Arrivée à la CAF, la plupart des invites étaient déjà là et un DJ diffusait de la musique rythmée et entraînante. Un amat de lycéens venant de différents établissements dansaient ensemble collés, serrés. Un homme à moitié bourré me percuta de plein fouet:
-"Hey ma jolie tu veux boire un verre ?"
Il se colla à moi et une odeur d'un vague mélange d'alcool et de cigarette me parvint au visage. Je lui fis un mince sourire, il me tendit de sa main droite un gobelet rouge plutôt familier, à l'intérieur un liquide douteux s'y trouvait. Je le remerciai et continuai ma route. Au loin, à l'extérieur j'aperçus la tignasse brune de Derek. Comme je m'y attendais, il était entouré de sa foule en délire qui ne se composait pratiquement que de bimbos blondasses et de son équipe de Football. Je voulais le rejoindre pour lui annoncer que sa soirée était extra, toute la semaine pour lui avait été un enfer : il était si inquiet que sa fête soit un désastre : "Mais heureusement que sa collante petite amie avait été là pour le soutenir dans cette dure épreuve..." ,pensais-je avec ironie bien entendue. D'ailleurs où est-ce qu'elle est celle-là, c'est marrant d'habitude elle est accrochée à son bras, telle une moule à son rocher... Mais enfin moins je la vois, mieux je me porte. Je traversais alors le géant salon de Derek, j'en profitais pour admirer la sublime décoration de la CAF. "CAF" venait du latin "celebratio æstas finis" ou quelque chose comme ça. Cela voulait dire en gros "la fête de fin d'été". Cette célébration estival était pratiquée depuis des décennies par les jeunes de plus de 16 ans dans les états de Caroline; mais les meilleurs se passaient quand même dans celle du Nord, comme tout le monde le savait.
La soirée s'étendait à perte de vue, il devait y avoir au moins mille personnes. Des gens dansaient à l'extérieur, certains se baignaient même dans la piscine d'un magnifique bleu turquoise. Quand j'atteignis son bord, une pétasse éclaboussa ma robe bustier rouge bordeaux. Une frite se trouvait sur une table à ma droite, je la pris fermement et lui balançai à la tronche, elle ne cilla point. Soudain, un éclat de rire provenant de derrière moi me réchauffa le cœur . Deux grands bras musclés me serrèrent par la taille, John mon merveilleux petit ami me colla contre son corps parfait. Il me chuchota doucement à l'oreille:
-"Mon cœur, tu es enfin arrivé tu m'as tellement manqué..."

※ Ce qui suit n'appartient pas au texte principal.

//! Grid A* search.

mod cost;
mod open_list;

pub use cost::{attack_adjusted_heuristic, heuristic, turn_penalty, COST_DIAGONAL, COST_ORTHOGONAL};

use open_list::OpenList;

use crate::grid::{Cell, CellGrid, CellType};
use crate::ids::{EntityId, LayerId};
use crate::interop::{EntityQuery, Relationship, TerrainQuery};
use crate::occupancy::{self, OccupancyState};
use crate::pool::{CellInfoPool, InfoIndex};
use crate::zone::{Mobility, ZoneManager};

/// Cell-budget variants: `find_ground_path`/`find_path` use the default,
/// tighter searches clamp lower.
pub const DEFAULT_BUDGET: u32 = 5000;
pub const ATTACK_PATH_BUDGET: u32 = 2000;
pub const PATCH_PATH_BUDGET: u32 = 2500;
pub const ADJUST_DESTINATION_BUDGET: u32 = 500;

#[derive(Clone, Copy, Debug)]
pub struct NodeRef {
    pub layer: LayerId,
    pub x: usize,
    pub y: usize,
}

impl NodeRef {
    pub fn new(layer: LayerId, x: usize, y: usize) -> Self {
        Self { layer, x, y }
    }
}

impl PartialEq for NodeRef {
    fn eq(&self, other: &Self) -> bool {
        self.layer == other.layer && self.x == other.x && self.y == other.y
    }
}
impl Eq for NodeRef {}

/// Per-search parameters.
pub struct SearchParams<'a> {
    pub entity: EntityId,
    pub mobility: Mobility,
    pub is_crusher: bool,
    pub can_path_through_units: bool,
    pub downhill_only: bool,
    pub attack_distance: Option<u32>,
    pub budget: u32,
    pub allow_closest_ok: bool,
    pub entities: &'a dyn EntityQuery,
    pub terrain: &'a dyn TerrainQuery,
}

pub enum SearchOutcome {
    Found(Vec<NodeRef>),
    ClosestViable(Vec<NodeRef>),
    NotFound,
}

/// Entry in the closed set kept for the Manhattan-distance "closest viable
/// cell" fallback used when a search exhausts its budget without reaching
/// the goal.
struct ClosestTracker {
    best_idx: Option<InfoIndex>,
    best_key: (u32, u32), // (manhattan distance to goal, cost so far)
}

impl ClosestTracker {
    fn new() -> Self {
        Self {
            best_idx: None,
            best_key: (u32::MAX, u32::MAX),
        }
    }

    fn consider(&mut self, idx: InfoIndex, manhattan: u32, cost: u32) {
        let key = (manhattan, cost);
        if key < self.best_key {
            self.best_key = key;
            self.best_idx = Some(idx);
        }
    }
}

/// A crusher may step onto an `Obstacle` cell that's flagged as a fence,
/// in addition to the existing tunnel-out allowance.
fn cell_walkable(cell: &Cell, pool: &CellInfoPool, mobility: Mobility, is_crusher: bool, tunneling: bool) -> bool {
    match cell.cell_type {
        CellType::Clear => true,
        CellType::Water => mobility.water,
        CellType::Cliff => mobility.cliff,
        CellType::Rubble => mobility.rubble,
        CellType::Obstacle => {
            let is_fence = cell.info.map(|idx| pool.get(idx).obstacle_is_fence).unwrap_or(false);
            tunneling || (is_crusher && is_fence)
        }
        CellType::Impassable => false,
    }
}

const NEIGHBOR_STEPS: [(i32, i32); 8] = [
    (1, 0),
    (-1, 0),
    (0, 1),
    (0, -1),
    (1, 1),
    (1, -1),
    (-1, 1),
    (-1, -1),
];

/// Allocate (or reuse) a cell's pool slot and reset it to a fresh search
/// node, preserving any existing occupancy/obstacle claims already on it.
fn open_node(grid: &mut CellGrid, pool: &mut CellInfoPool, node: NodeRef) -> Option<InfoIndex> {
    let cell = grid.cell_mut(node.layer, node.x, node.y)?;
    let idx = match cell.info {
        Some(idx) => idx,
        None => {
            let idx = pool.allocate()?;
            cell.info = Some(idx);
            idx
        }
    };
    let info = pool.get_mut(idx);
    info.pos = (node.x as i32, node.y as i32);
    info.layer = node.layer;
    Some(idx)
}

/// Enemies always block; neutrals/allies cost the moving-ally penalty.
fn ally_cost(entities: &dyn EntityQuery, mover: EntityId, occupant: EntityId) -> Option<u32> {
    match entities.relationship(mover, occupant) {
        Relationship::Enemies => None,
        Relationship::Neutral | Relationship::Allies => Some(cost::ALLY_MOVING_PENALTY),
    }
}

/// Cost/blocked decision for moving onto `neighbor`, folding in occupancy.
/// A moving ally always costs the ally penalty; a fixed ally only costs
/// anything (the same penalty, since at most one entity occupies a cell
/// here) when the mover can path through units at all — otherwise it
/// blocks outright, friend or foe.
fn occupancy_penalty(
    grid: &CellGrid,
    pool: &CellInfoPool,
    node: NodeRef,
    entities: &dyn EntityQuery,
    mover: EntityId,
    can_path_through_units: bool,
) -> Option<u32> {
    let state = occupancy::state_at(grid, pool, node.layer, node.x, node.y);
    match state {
        OccupancyState::None | OccupancyState::Goal => Some(0),
        OccupancyState::PresentMoving => {
            let occupant = grid.cell(node.layer, node.x, node.y).and_then(|c| c.info).and_then(|idx| pool.get(idx).pos_unit_id)?;
            ally_cost(entities, mover, occupant)
        }
        OccupancyState::PresentFixed | OccupancyState::GoalOtherMoving => {
            if !can_path_through_units {
                return None;
            }
            let occupant = grid
                .cell(node.layer, node.x, node.y)
                .and_then(|c| c.info)
                .and_then(|idx| pool.get(idx).pos_unit_id.or(pool.get(idx).goal_unit_id))?;
            ally_cost(entities, mover, occupant)
        }
    }
}

/// Run A* from `start` to `goal`. On success/closest-viable, returns the
/// raw parent-link chain from start to the terminal node (inclusive), not
/// yet optimised — see `path::optimize`.
pub fn search(grid: &mut CellGrid, zones: &ZoneManager, pool: &mut CellInfoPool, start: NodeRef, goal: NodeRef, params: &SearchParams) -> SearchOutcome {
    search_with_goal_test(grid, zones, pool, start, goal, params, |n, _g, _p| n.layer == goal.layer && n.x == goal.x && n.y == goal.y)
}

/// General form used by the `search` dispatcher variants whose success
/// condition isn't "reached this exact cell" — weapon range, safety
/// distance, and so on. `goal` still anchors the heuristic and the
/// Manhattan-distance closest-viable fallback.
pub fn search_with_goal_test(
    grid: &mut CellGrid,
    _zones: &ZoneManager,
    pool: &mut CellInfoPool,
    start: NodeRef,
    goal: NodeRef,
    params: &SearchParams,
    mut is_goal: impl FnMut(NodeRef, &CellGrid, &CellInfoPool) -> bool,
) -> SearchOutcome {
    let tunneling_start = grid
        .cell(start.layer, start.x, start.y)
        .map(|c| !cell_walkable(c, pool, params.mobility, params.is_crusher, false))
        .unwrap_or(true);

    let Some(start_idx) = open_node(grid, pool, start) else {
        return SearchOutcome::NotFound;
    };
    {
        let info = pool.get_mut(start_idx);
        info.cost_so_far = 0;
        info.total_cost = 0;
        info.parent = None;
    }

    let mut open = OpenList::default();
    open.insert(pool, start_idx);
    let mut closest = ClosestTracker::new();
    let mut cells_examined: u32 = 0;
    let mut tunneling = tunneling_start;

    loop {
        let Some(current_idx) = open.pop_front(pool) else {
            break;
        };
        pool.get_mut(current_idx).closed = true;
        cells_examined += 1;

        let current_pos = pool.get(current_idx).pos;
        let current_layer = pool.get(current_idx).layer;
        let current = NodeRef::new(current_layer, current_pos.0 as usize, current_pos.1 as usize);

        let manhattan = (current.x as i32 - goal.x as i32).unsigned_abs() + (current.y as i32 - goal.y as i32).unsigned_abs();
        closest.consider(current_idx, manhattan, pool.get(current_idx).cost_so_far);

        if is_goal(current, grid, pool) {
            return SearchOutcome::Found(reconstruct(pool, current_idx));
        }

        if tunneling {
            let still_obstacle = grid
                .cell(current.layer, current.x, current.y)
                .map(|c| c.cell_type == CellType::Obstacle)
                .unwrap_or(true);
            let pinched = grid.cell(current.layer, current.x, current.y).map(|c| c.pinched).unwrap_or(false);
            if !still_obstacle && !pinched {
                tunneling = false;
            }
        }

        if cells_examined > params.budget {
            break;
        }

        expand_neighbors(grid, pool, &mut open, current, current_idx, goal, params, tunneling);

        // A cell that connects to another layer (e.g. a bridge ramp) gets its
        // counterpart on that layer opened too, so the search can step across
        // the seam without treating it as a normal directional neighbor.
        if let Some(other_layer) = grid.cell(current.layer, current.x, current.y).and_then(|c| c.connects_to_layer) {
            if let Some(other_idx) = open_node(grid, pool, NodeRef::new(other_layer, current.x, current.y)) {
                let already_closed = pool.get(other_idx).closed;
                if !already_closed {
                    let cost_so_far = pool.get(current_idx).cost_so_far;
                    if cost_so_far < pool.get(other_idx).cost_so_far || pool.get(other_idx).parent.is_none() {
                        let h = heuristic(other_idx_dx(pool, other_idx, goal), other_idx_dy(pool, other_idx, goal));
                        let info = pool.get_mut(other_idx);
                        info.cost_so_far = cost_so_far;
                        info.total_cost = cost_so_far + h;
                        info.parent = Some(current_idx);
                        if info.open {
                            open.remove(pool, other_idx);
                        }
                        open.insert(pool, other_idx);
                    }
                }
            }
        }
    }

    if params.allow_closest_ok {
        if let Some(idx) = closest.best_idx {
            return SearchOutcome::ClosestViable(reconstruct(pool, idx));
        }
    }
    SearchOutcome::NotFound
}

fn other_idx_dx(pool: &CellInfoPool, idx: InfoIndex, goal: NodeRef) -> i32 {
    goal.x as i32 - pool.get(idx).pos.0
}
fn other_idx_dy(pool: &CellInfoPool, idx: InfoIndex, goal: NodeRef) -> i32 {
    goal.y as i32 - pool.get(idx).pos.1
}

#[allow(clippy::too_many_arguments)]
fn expand_neighbors(
    grid: &mut CellGrid,
    pool: &mut CellInfoPool,
    open: &mut OpenList,
    current: NodeRef,
    current_idx: InfoIndex,
    goal: NodeRef,
    params: &SearchParams,
    tunneling: bool,
) {
    let prev_step = pool
        .get(current_idx)
        .parent
        .map(|p| {
            let parent_pos = pool.get(p).pos;
            let cur_pos = pool.get(current_idx).pos;
            (
                (cur_pos.0 - parent_pos.0).signum(),
                (cur_pos.1 - parent_pos.1).signum(),
            )
        })
        .unwrap_or((0, 0));

    for &(dx, dy) in &NEIGHBOR_STEPS {
        let nx = current.x as i32 + dx;
        let ny = current.y as i32 + dy;
        if nx < 0 || ny < 0 {
            continue;
        }
        let neighbor = NodeRef::new(current.layer, nx as usize, ny as usize);

        let Some(neighbor_cell) = grid.cell(neighbor.layer, neighbor.x, neighbor.y) else {
            continue;
        };
        if !cell_walkable(neighbor_cell, pool, params.mobility, params.is_crusher, tunneling) {
            continue;
        }

        if dx != 0 && dy != 0 {
            // Corner-squeeze prevention: at least one flank must be open.
            let flank_a_x = current.x as i32 + dx;
            let flank_a = (flank_a_x >= 0)
                .then(|| grid.cell(current.layer, flank_a_x as usize, current.y))
                .flatten()
                .map(|c| cell_walkable(c, pool, params.mobility, params.is_crusher, tunneling))
                .unwrap_or(false);
            let flank_b_y = current.y as i32 + dy;
            let flank_b = (flank_b_y >= 0)
                .then(|| grid.cell(current.layer, current.x, flank_b_y as usize))
                .flatten()
                .map(|c| cell_walkable(c, pool, params.mobility, params.is_crusher, tunneling))
                .unwrap_or(false);
            if !flank_a && !flank_b {
                continue;
            }
        }

        if params.downhill_only {
            let here = grid.cell_center(current.layer, current.x, current.y);
            let there = grid.cell_center(neighbor.layer, neighbor.x, neighbor.y);
            if let (Some(here), Some(there)) = (here, there) {
                if params.terrain.ground_height(there) > params.terrain.ground_height(here) {
                    continue;
                }
            }
        }

        let Some(occ_penalty) = occupancy_penalty(grid, pool, neighbor, params.entities, params.entity, params.can_path_through_units) else {
            continue;
        };

        let step_cost = if dx != 0 && dy != 0 { cost::COST_DIAGONAL } else { cost::COST_ORTHOGONAL };
        let pinch_penalty = if grid.cell(neighbor.layer, neighbor.x, neighbor.y).map(|c| c.pinched).unwrap_or(false) {
            cost::COST_ORTHOGONAL
        } else {
            0
        };
        let turn = turn_penalty(if prev_step == (0, 0) { (dx, dy) } else { prev_step }, (dx, dy));
        let new_cost = pool.get(current_idx).cost_so_far + step_cost + pinch_penalty + turn + occ_penalty;

        let Some(neighbor_idx) = open_node(grid, pool, neighbor) else {
            continue;
        };
        if pool.get(neighbor_idx).closed {
            continue;
        }
        let better = pool.get(neighbor_idx).parent.is_none() || new_cost < pool.get(neighbor_idx).cost_so_far;
        if !better {
            continue;
        }

        // While tunneling out of an obstacle the goal is irrelevant; drive
        // purely by accumulated cost so the search heads for the nearest
        // open cell instead of in a beeline for a goal it can't see yet.
        let h = if tunneling {
            0
        } else {
            attack_adjusted_heuristic(goal.x as i32 - neighbor.x as i32, goal.y as i32 - neighbor.y as i32, params.attack_distance)
        };
        let was_open = pool.get(neighbor_idx).open;
        if was_open {
            open.remove(pool, neighbor_idx);
        }
        {
            let info = pool.get_mut(neighbor_idx);
            info.cost_so_far = new_cost;
            info.total_cost = new_cost + h;
            info.parent = Some(current_idx);
        }
        open.insert(pool, neighbor_idx);
    }
}

fn reconstruct(pool: &CellInfoPool, terminal: InfoIndex) -> Vec<NodeRef> {
    let mut chain = Vec::new();
    let mut cursor = Some(terminal);
    while let Some(idx) = cursor {
        let info = pool.get(idx);
        chain.push(NodeRef::new(info.layer, info.pos.0 as usize, info.pos.1 as usize));
        cursor = info.parent;
    }
    chain.reverse();
    chain
}

/// Release every pool slot this search touched that isn't otherwise
/// claimed (open/closed flags cleared first). Dispatchers call this after
/// extracting the result so a search never leaks pool capacity.
pub fn release_search_state(grid: &mut CellGrid, pool: &mut CellInfoPool, touched: &[NodeRef]) {
    for node in touched {
        if let Some(cell) = grid.cell_mut(node.layer, node.x, node.y) {
            if let Some(idx) = cell.info {
                let info = pool.get_mut(idx);
                info.open = false;
                info.closed = false;
                info.parent = None;
                if pool.release_if_unused(idx) {
                    cell.info = None;
                }
            }
        }
    }
}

Je me retournai vers lui et nous nous embrassâmes langoureusement...
Sa langue chatouilla délicieusement la mienne, au début légèrement puis de plus en plus sauvagement; je commençais à avoir chaud. Je lui mordis sa lèvre inférieure, elle était chaude et lisse. Ses mains descendirent jusqu'à mon dos délicatement, je voulais plus... Mais une quinte de toux nous sortit de notre cocon. Mes yeux fixèrent alors le sol, au début je vis deux escarpins noirs puis peu à peu mon regard se posa sur cette petite sa**** habillée d'une jupe moulante, un mini top blanc nacré qui laisse entrevoir son nombril, accompagné d'un blouson sans manche écaillé. Ses cheveux retombaient sur ses épaules, ils étaient justes magnifiques, bouclés à la perfection. Elle m'avait toujours énervé celle-là :
-"Qu'est-ce que tu regardes Megan ? Tu as perdu ton mec ou tu prépares peut-être un plan infaillible pour prendre le mien ? C'est ça ?"
Autour du nous les gens avaient formé un cercle et nous dévisageaient fortement. Il n'y avait plus un seul bruit.

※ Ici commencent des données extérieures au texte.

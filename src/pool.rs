//! `CellInfoPool`: bounded arena of per-cell search/occupancy scratch state.
//!
//! A `Cell` only carries an `info` index while something actually claims it:
//! open/closed list membership during a search, an occupant id, a goal id,
//! or an obstacle id. Everything else — cost, parent pointer, open/closed
//! links — lives in the pooled `CellInfo`, not on the cell itself, so the
//! vast majority of a large map's cells cost nothing beyond the handful of
//! bytes in `grid::Cell`.

use serde::{Deserialize, Serialize};

use crate::grid::CellType;
use crate::ids::{EntityId, LayerId, ObstacleId};

/// Stable index into a `CellInfoPool`, used in place of a raw pointer so
/// the pool can be freely relocated, serialised, or compared by value.
#[derive(Clone, Copy, Debug, PartialEq, Eq, PartialOrd, Ord, Hash, Serialize, Deserialize)]
pub struct InfoIndex(pub u32);

/// Pool-allocated search/occupancy scratch for one cell.
#[derive(Clone, Debug, Default)]
pub struct CellInfo {
    pub parent: Option<InfoIndex>,
    pub prev_open: Option<InfoIndex>,
    pub next_open: Option<InfoIndex>,
    pub cost_so_far: u32,
    pub total_cost: u32,
    pub open: bool,
    pub closed: bool,
    pub blocked_by_ally: bool,
    pub obstacle_id: Option<ObstacleId>,
    pub obstacle_is_fence: bool,
    pub obstacle_is_transparent: bool,
    pub goal_unit_id: Option<EntityId>,
    pub pos_unit_id: Option<EntityId>,
    pub goal_aircraft_id: Option<EntityId>,
    pub pos: (i32, i32),
    /// Layer this cell belongs to. Lets a search walk parent/open-list
    /// links (which only carry an `InfoIndex`) back to a concrete grid
    /// cell without a side table.
    pub layer: LayerId,
    /// Cell type that was in effect before an obstacle was stamped over
    /// this cell, needed to make `stamp_obstacle`/`unstamp_obstacle`
    /// reversible without re-querying terrain.
    pub prev_type: Option<CellType>,
}

impl CellInfo {
    /// True while some reason still requires this slot to exist: open/closed
    /// list membership, an occupant, or an obstacle.
    fn has_claim(&self) -> bool {
        self.open
            || self.closed
            || self.obstacle_id.is_some()
            || self.goal_unit_id.is_some()
            || self.pos_unit_id.is_some()
            || self.goal_aircraft_id.is_some()
    }
}

/// Bounded pool of `CellInfo` slots with an index-based free list.
///
/// Allocation failure ("out of search state") is a legitimate terminal
/// error for the request in progress, not a crash.
pub struct CellInfoPool {
    slots: Vec<CellInfo>,
    free: Vec<u32>,
    capacity: usize,
}

impl CellInfoPool {
    pub fn new(capacity: usize) -> Self {
        Self {
            slots: Vec::new(),
            free: Vec::new(),
            capacity,
        }
    }

    pub fn capacity(&self) -> usize {
        self.capacity
    }

    pub fn in_use(&self) -> usize {
        self.slots.len() - self.free.len()
    }

    pub fn free_len(&self) -> usize {
        self.capacity - self.in_use()
    }

    /// Pop a free slot (growing the backing storage up to `capacity`) and
    /// zero-initialise it. Returns `None` on pool exhaustion.
    pub fn allocate(&mut self) -> Option<InfoIndex> {
        if let Some(idx) = self.free.pop() {
            self.slots[idx as usize] = CellInfo::default();
            return Some(InfoIndex(idx));
        }
        if self.slots.len() >= self.capacity {
            return None;
        }
        let idx = self.slots.len() as u32;
        self.slots.push(CellInfo::default());
        Some(InfoIndex(idx))
    }

    pub fn get(&self, idx: InfoIndex) -> &CellInfo {
        &self.slots[idx.0 as usize]
    }

    pub fn get_mut(&mut self, idx: InfoIndex) -> &mut CellInfo {
        &mut self.slots[idx.0 as usize]
    }

    /// Release the slot back to the pool if nothing still claims it. Returns
    /// `true` if the slot was freed (callers clear the owning cell's `info`
    /// field in that case).
    pub fn release_if_unused(&mut self, idx: InfoIndex) -> bool {
        if self.slots[idx.0 as usize].has_claim() {
            return false;
        }
        self.free.push(idx.0);
        true
    }
}

#[cfg(test)]
mod tests {
    use super::*;

    #[test]
    fn allocation_respects_capacity() {
        let mut pool = CellInfoPool::new(2);
        let a = pool.allocate().unwrap();
        let _b = pool.allocate().unwrap();
        assert!(pool.allocate().is_none());
        assert_eq!(pool.in_use(), 2);
        assert!(pool.release_if_unused(a));
        assert_eq!(pool.in_use(), 1);
        assert!(pool.allocate().is_some());
    }

    #[test]
    fn release_noop_while_claimed() {
        let mut pool = CellInfoPool::new(4);
        let idx = pool.allocate().unwrap();
        pool.get_mut(idx).pos_unit_id = Some(EntityId(1));
        assert!(!pool.release_if_unused(idx));
        pool.get_mut(idx).pos_unit_id = None;
        assert!(pool.release_if_unused(idx));
    }
}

-"Mmh.. laisse-moi réfléchir.. Non, désolé John mais tu n'es pas mon style et puis je préfère voler un mec qu'avoir un ..."

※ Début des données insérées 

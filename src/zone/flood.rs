//! Pass 1/2 of zone calculation: flood-fill same-type 4-connected
//! components into raw zone ids.
//!
//! A union-find two-pass connected-component labelling produces the same
//! final partition a per-block labelling pass followed by a canonical-id
//! collapse would, without needing the block stride to be correct for
//! anything but performance. The coarse `ZoneBlock` graph used by the
//! hierarchical search is built separately in `block.rs` from the
//! already-canonical zone ids.

use crate::grid::{CellGrid, CellType};
use crate::ids::LayerId;

struct UnionFind {
    parent: Vec<u32>,
}

impl UnionFind {
    fn new(n: usize) -> Self {
        Self {
            parent: (0..n as u32).collect(),
        }
    }

    fn find(&mut self, x: u32) -> u32 {
        if self.parent[x as usize] != x {
            let root = self.find(self.parent[x as usize]);
            self.parent[x as usize] = root;
        }
        self.parent[x as usize]
    }

    fn union(&mut self, a: u32, b: u32) {
        let (ra, rb) = (self.find(a), self.find(b));
        if ra != rb {
            self.parent[ra.max(rb) as usize] = ra.min(rb);
        }
    }
}

/// Same-type test used by the flood: cells of equal `CellType` that are
/// both base-walkable (or both cliff, which the search crosses only with
/// climber mobility) belong to the same raw component.
fn same_component_type(a: CellType, b: CellType) -> bool {
    a == b && a != CellType::Obstacle
}

/// Flood-fills raw zone ids into every layer's cells (ground, each bridge,
/// wall) and returns the number of zone ids assigned (zone 0 means
/// "never walkable", reserved). Obstacle/Impassable cells keep zone 0.
pub fn flood_fill_zones(grid: &mut CellGrid) -> u16 {
    let mut uf = UnionFind::new(1); // slot 0 reserved for "no zone"
    let mut next_component: u32 = 1;

    // First pass, per layer: raster-scan 4-connected labelling with a
    // local union-find, using already-seen west/north neighbours.
    let mut layer_ids: Vec<LayerId> = vec![LayerId::Ground];
    layer_ids.extend(grid.layers.bridges.keys().map(|&id| LayerId::Bridge(id)));
    if grid.layers.wall.is_some() {
        layer_ids.push(LayerId::Wall);
    }

    // label[layer_index][cell_index] -> provisional component id
    let mut all_labels: Vec<Vec<u32>> = Vec::with_capacity(layer_ids.len());

    for &layer_id in &layer_ids {
        let layer = grid.layers.layer(layer_id).unwrap();
        let (w, h) = (layer.width, layer.height);
        let mut labels = vec![0u32; w * h];

        for y in 0..h {
            for x in 0..w {
                let idx = layer.index(x, y);
                let cell_type = layer.cells[idx].cell_type;
                if cell_type == CellType::Obstacle || cell_type == CellType::Impassable {
                    continue;
                }

                let west = if x > 0 {
                    let w_idx = layer.index(x - 1, y);
                    same_component_type(layer.cells[w_idx].cell_type, cell_type).then_some(labels[w_idx])
                } else {
                    None
                };
                let north = if y > 0 {
                    let n_idx = layer.index(x, y - 1);
                    same_component_type(layer.cells[n_idx].cell_type, cell_type).then_some(labels[n_idx])
                } else {
                    None
                };

                let label = match (west, north) {
                    (Some(a), Some(b)) if a != 0 && b != 0 => {
                        uf.union(a, b);
                        a.min(b)
                    }
                    (Some(a), _) if a != 0 => a,
                    (_, Some(b)) if b != 0 => b,
                    _ => {
                        let id = next_component;
                        next_component += 1;
                        uf.parent.push(id);
                        id
                    }
                };
                labels[idx] = label;
            }
        }
        all_labels.push(labels);
    }

    // Resolve each provisional label to its union-find root, then compact
    // roots into a dense 1..N range.
    let mut root_to_dense: std::collections::HashMap<u32, u16> = std::collections::HashMap::new();
    let mut dense_count: u16 = 1;

    for (layer_idx, &layer_id) in layer_ids.iter().enumerate() {
        let layer = grid.layers.layer_mut(layer_id).unwrap();
        let labels = &all_labels[layer_idx];
        for (idx, cell) in layer.cells.iter_mut().enumerate() {
            if labels[idx] == 0 {
                cell.zone = 0;
                continue;
            }
            let root = uf.find(labels[idx]);
            let dense = *root_to_dense.entry(root).or_insert_with(|| {
                let d = dense_count;
                dense_count += 1;
                d
            });
            cell.zone = dense;
        }
    }

    dense_count
}

#[cfg(test)]
mod tests {
    use super::*;
    use crate::fixed_math::{FixedNum, FixedVec2};

    #[test]
    fn single_component_gets_one_zone() {
        let mut grid = CellGrid::new(5, 5, FixedNum::from_num(1), FixedVec2::ZERO);
        let count = flood_fill_zones(&mut grid);
        assert_eq!(count, 2); // zone 0 reserved + one real zone
        let z = grid.layers.ground.cells[0].zone;
        assert!(grid.layers.ground.cells.iter().all(|c| c.zone == z));
    }

    #[test]
    fn disconnected_regions_get_different_zones() {
        let mut grid = CellGrid::new(5, 1, FixedNum::from_num(1), FixedVec2::ZERO);
        let idx = grid.layers.ground.index(2, 0);
        grid.layers.ground.cells[idx].cell_type = CellType::Impassable;
        flood_fill_zones(&mut grid);
        let left = grid.layers.ground.cells[grid.layers.ground.index(0, 0)].zone;
        let right = grid.layers.ground.cells[grid.layers.ground.index(4, 0)].zone;
        assert_ne!(left, right);
        assert_ne!(left, 0);
        assert_ne!(right, 0);
    }
}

Derek lui coupa la parole :
-"Meggy, chut s'il te plaît bébé ne dis pas un truc que tu pourrais regretter après... Regarde tout le monde nous fixe, puis pense à moi et à la CAF..."
Il lui disait ça d'un ton implorant. Au fond de moi je savais que j'avais été méchante avec Megan mais je me devais de garder la réputation de la cheerleader parfaite. C'est-à-dire critiquer quiconque s'attaque à moi.
Agacée par son comportement mais touchée par la détresse de Derek, je m'en allai en direction de la maison pour me réchauffer un peu quand celui-ci m'interrompit :
"Abby, tu me refais plus jamais ça ok ? J'ai déjà été assez gentil de t'inviter donc tu pourrais au moins honorer ta présence ici ! Et puis c'est pas Parce que Megan est idiote qu'il faut que tu le sois aussi !", me lança-t-il avec un regard noir..
En même temps qu'il me parlait, il avait saisi mon poignet violemment et ça me faisait très mal. Quand John s'approcha, il le lâcha aussitôt et partit à la rencontre d'un nouveau couple qui venait d'arriver. Mon copain me demanda si ça allait. Je répondis béatement que oui; même si au fond je savais très bien que non.. Ce stupide Derek et son ego démesuré ! Il ne pensait qu'à sa célébrité et se fichait de tout le reste ! Il avait bien changé depuis le début de l'été.. Et pas en bien.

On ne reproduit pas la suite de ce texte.